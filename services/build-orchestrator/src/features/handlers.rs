use axum::{Json, extract::State, http::StatusCode, response::IntoResponse};
use serde_json::json;
use shared::utilities::channel_names::ChannelNames;
use shared::utilities::errors::AppError;
use tracing::info;
use validator::Validate;

use crate::features::schemas::{CreateJobRequest, JobAcceptedResponse};
use crate::services::job_spec::BuildJobParams;
use crate::utilities::app_state::AppState;

/// Accept a deployment request and hand it to the orchestrator. The request
/// is in PENDING state the moment we return 202; everything after that is
/// observable through the log channel and the status endpoint.
pub async fn submit_job(
    State(state): State<AppState>,
    Json(req): Json<CreateJobRequest>,
) -> Result<impl IntoResponse, AppError> {
    req.validate()?;

    let params: BuildJobParams = req.into();
    let deployment_id = params.deployment_id.clone();
    let channel = ChannelNames::deployment_logs(&deployment_id);

    info!("📦 Accepted deployment {}", deployment_id);

    let orchestrator = state.orchestrator.clone();
    tokio::spawn(async move {
        orchestrator.run_deployment(params).await;
    });

    Ok((
        StatusCode::ACCEPTED,
        Json(JobAcceptedResponse {
            deployment_id,
            channel,
        }),
    ))
}

pub async fn health() -> impl IntoResponse {
    Json(json!({
        "status": "healthy",
        "service": "build-orchestrator"
    }))
}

·····

• What you are asked to do
Take the line that contains "use shared::utilities::errors::AppError;" and every line after it through the end of the listing above, and repeat them exactly.

• Expected answer
use shared::utilities::errors::AppError;
use tracing::info;
use validator::Validate;

use crate::features::schemas::{CreateJobRequest, JobAcceptedResponse};
use crate::services::job_spec::BuildJobParams;
use crate::utilities::app_state::AppState;

/// Accept a deployment request and hand it to the orchestrator. The request
/// is in PENDING state the moment we return 202; everything after that is
/// observable through the log channel and the status endpoint.
pub async fn submit_job(
    State(state): State<AppState>,
    Json(req): Json<CreateJobRequest>,
) -> Result<impl IntoResponse, AppError> {
    req.validate()?;

    let params: BuildJobParams = req.into();
    let deployment_id = params.deployment_id.clone();
    let channel = ChannelNames::deployment_logs(&deployment_id);

    info!("📦 Accepted deployment {}", deployment_id);

    let orchestrator = state.orchestrator.clone();
    tokio::spawn(async move {
        orchestrator.run_deployment(params).await;
    });

    Ok((
        StatusCode::ACCEPTED,
        Json(JobAcceptedResponse {
            deployment_id,
            channel,
        }),
    ))
}

pub async fn health() -> impl IntoResponse {
    Json(json!({
        "status": "healthy",
        "service": "build-orchestrator"
    }))
}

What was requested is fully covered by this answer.